//! GitLabClient trait for mocking
//!
//! This trait abstracts the GitLabClient to enable mocking in unit tests.
//! The concrete GitLabClient implements this trait, and tests use
//! `MockGitLabClient` (feature `test-util`).

use crate::error::GitLabError;
use crate::ids::{Parent, ResourceId};
use crate::models::*;

/// Trait for GitLab API client operations
///
/// All async methods must be `Send` to work with Tokio's work-stealing runtime.
/// Every `get_*` method returns `GitLabError::NotFound` for a 404; callers
/// classify with [`GitLabError::is_not_found`].
#[async_trait::async_trait]
pub trait GitLabClientTrait: Send + Sync {
    /// Get the API root URL
    fn base_url(&self) -> &str;

    // Projects
    async fn get_project(&self, id: &ResourceId) -> Result<Project, GitLabError>;
    async fn create_project(&self, opts: &ProjectOptions) -> Result<Project, GitLabError>;
    async fn edit_project(&self, id: &ResourceId, opts: &ProjectOptions) -> Result<Project, GitLabError>;
    async fn delete_project(&self, id: &ResourceId, opts: &DeleteOptions) -> Result<DeletionState, GitLabError>;

    /// Push rules; `None` when the project has none configured
    async fn get_push_rules(&self, project: &ResourceId) -> Result<Option<PushRules>, GitLabError>;
    async fn add_push_rules(&self, project: &ResourceId, opts: &PushRuleOptions) -> Result<PushRules, GitLabError>;
    async fn edit_push_rules(&self, project: &ResourceId, opts: &PushRuleOptions) -> Result<PushRules, GitLabError>;

    // Sharing (projects and groups)
    async fn share_with_group(&self, parent: &Parent, opts: &ShareOptions) -> Result<(), GitLabError>;
    async fn unshare_with_group(&self, parent: &Parent, group_id: i64) -> Result<(), GitLabError>;

    // Members (projects and groups)
    async fn get_member(&self, parent: &Parent, user_id: i64) -> Result<Member, GitLabError>;
    async fn add_member(&self, parent: &Parent, opts: &MemberOptions) -> Result<Member, GitLabError>;
    async fn edit_member(&self, parent: &Parent, user_id: i64, opts: &MemberOptions) -> Result<Member, GitLabError>;
    async fn remove_member(&self, parent: &Parent, user_id: i64) -> Result<(), GitLabError>;

    // CI/CD variables (projects and groups)
    async fn get_variable(&self, parent: &Parent, key: &str, environment_scope: Option<&str>) -> Result<Variable, GitLabError>;
    async fn create_variable(&self, parent: &Parent, opts: &VariableOptions) -> Result<Variable, GitLabError>;
    async fn update_variable(&self, parent: &Parent, key: &str, opts: &VariableOptions) -> Result<Variable, GitLabError>;
    async fn remove_variable(&self, parent: &Parent, key: &str, environment_scope: Option<&str>) -> Result<(), GitLabError>;

    // Deploy tokens (projects and groups)
    async fn get_deploy_token(&self, parent: &Parent, token_id: i64) -> Result<DeployToken, GitLabError>;
    async fn create_deploy_token(&self, parent: &Parent, opts: &DeployTokenOptions) -> Result<DeployToken, GitLabError>;
    async fn delete_deploy_token(&self, parent: &Parent, token_id: i64) -> Result<(), GitLabError>;

    // Access tokens (projects and groups)
    async fn get_access_token(&self, parent: &Parent, token_id: i64) -> Result<AccessToken, GitLabError>;
    async fn create_access_token(&self, parent: &Parent, opts: &AccessTokenOptions) -> Result<AccessToken, GitLabError>;
    async fn revoke_access_token(&self, parent: &Parent, token_id: i64) -> Result<(), GitLabError>;

    // Project hooks
    async fn get_project_hook(&self, project: &ResourceId, hook_id: i64) -> Result<ProjectHook, GitLabError>;
    async fn add_project_hook(&self, project: &ResourceId, opts: &HookOptions) -> Result<ProjectHook, GitLabError>;
    async fn edit_project_hook(&self, project: &ResourceId, hook_id: i64, opts: &HookOptions) -> Result<ProjectHook, GitLabError>;
    async fn delete_project_hook(&self, project: &ResourceId, hook_id: i64) -> Result<(), GitLabError>;

    // Deploy keys
    async fn get_deploy_key(&self, project: &ResourceId, key_id: i64) -> Result<DeployKey, GitLabError>;
    async fn add_deploy_key(&self, project: &ResourceId, opts: &DeployKeyOptions) -> Result<DeployKey, GitLabError>;
    async fn update_deploy_key(&self, project: &ResourceId, key_id: i64, opts: &DeployKeyOptions) -> Result<DeployKey, GitLabError>;
    async fn delete_deploy_key(&self, project: &ResourceId, key_id: i64) -> Result<(), GitLabError>;

    // Pipeline schedules
    async fn get_pipeline_schedule(&self, project: &ResourceId, schedule_id: i64) -> Result<PipelineSchedule, GitLabError>;
    async fn create_pipeline_schedule(&self, project: &ResourceId, opts: &PipelineScheduleOptions) -> Result<PipelineSchedule, GitLabError>;
    async fn edit_pipeline_schedule(&self, project: &ResourceId, schedule_id: i64, opts: &PipelineScheduleOptions) -> Result<PipelineSchedule, GitLabError>;
    async fn delete_pipeline_schedule(&self, project: &ResourceId, schedule_id: i64) -> Result<(), GitLabError>;
    async fn create_pipeline_schedule_variable(&self, project: &ResourceId, schedule_id: i64, variable: &PipelineVariable) -> Result<PipelineVariable, GitLabError>;
    async fn edit_pipeline_schedule_variable(&self, project: &ResourceId, schedule_id: i64, variable: &PipelineVariable) -> Result<PipelineVariable, GitLabError>;
    async fn delete_pipeline_schedule_variable(&self, project: &ResourceId, schedule_id: i64, key: &str) -> Result<(), GitLabError>;

    // Approval rules
    async fn get_approval_rule(&self, project: &ResourceId, rule_id: i64) -> Result<ApprovalRule, GitLabError>;
    async fn create_approval_rule(&self, project: &ResourceId, opts: &ApprovalRuleOptions) -> Result<ApprovalRule, GitLabError>;
    async fn update_approval_rule(&self, project: &ResourceId, rule_id: i64, opts: &ApprovalRuleOptions) -> Result<ApprovalRule, GitLabError>;
    async fn delete_approval_rule(&self, project: &ResourceId, rule_id: i64) -> Result<(), GitLabError>;

    // Runners
    async fn get_runner(&self, runner_id: i64) -> Result<Runner, GitLabError>;
    async fn create_runner(&self, opts: &CreateRunnerOptions) -> Result<CreatedRunner, GitLabError>;
    async fn update_runner(&self, runner_id: i64, opts: &UpdateRunnerOptions) -> Result<Runner, GitLabError>;
    async fn delete_runner(&self, runner_id: i64) -> Result<(), GitLabError>;

    // Mattermost integration
    async fn get_mattermost(&self, project: &ResourceId) -> Result<MattermostIntegration, GitLabError>;
    async fn set_mattermost(&self, project: &ResourceId, opts: &MattermostOptions) -> Result<MattermostIntegration, GitLabError>;
    async fn delete_mattermost(&self, project: &ResourceId) -> Result<(), GitLabError>;

    // Groups
    async fn get_group(&self, id: &ResourceId) -> Result<Group, GitLabError>;
    async fn create_group(&self, opts: &GroupOptions) -> Result<Group, GitLabError>;
    async fn edit_group(&self, id: &ResourceId, opts: &GroupOptions) -> Result<Group, GitLabError>;
    async fn delete_group(&self, id: &ResourceId, opts: &DeleteOptions) -> Result<DeletionState, GitLabError>;

    // LDAP group links
    async fn list_ldap_links(&self, group: &ResourceId) -> Result<Vec<LdapGroupLink>, GitLabError>;
    async fn add_ldap_link(&self, group: &ResourceId, opts: &LdapLinkOptions) -> Result<LdapGroupLink, GitLabError>;
    async fn delete_ldap_link(&self, group: &ResourceId, cn: &str, provider: &str) -> Result<(), GitLabError>;

    // SAML group links
    async fn get_saml_link(&self, group: &ResourceId, name: &str) -> Result<SamlGroupLink, GitLabError>;
    async fn add_saml_link(&self, group: &ResourceId, opts: &SamlLinkOptions) -> Result<SamlGroupLink, GitLabError>;
    async fn delete_saml_link(&self, group: &ResourceId, name: &str) -> Result<(), GitLabError>;

    // Instance license
    /// The current license; `NotFound` if none is installed
    async fn get_license(&self) -> Result<License, GitLabError>;
    async fn add_license(&self, license: &str) -> Result<License, GitLabError>;
    async fn delete_license(&self, license_id: i64) -> Result<(), GitLabError>;

    // Application settings
    async fn get_settings(&self) -> Result<Settings, GitLabError>;
    async fn update_settings(&self, opts: &SettingsOptions) -> Result<Settings, GitLabError>;

    // Users
    async fn find_user_by_username(&self, username: &str) -> Result<Option<User>, GitLabError>;
}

▶ _EXERCISE DIRECTIONS_
Transcribe only, please, the lines from the first line of the records through the line with "use crate::error::GitLabError;". Both of those lines are included.

▶ _REPLY TO THE EXERCISE_
//! GitLabClient trait for mocking
//!
//! This trait abstracts the GitLabClient to enable mocking in unit tests.
//! The concrete GitLabClient implements this trait, and tests use
//! `MockGitLabClient` (feature `test-util`).

use crate::error::GitLabError;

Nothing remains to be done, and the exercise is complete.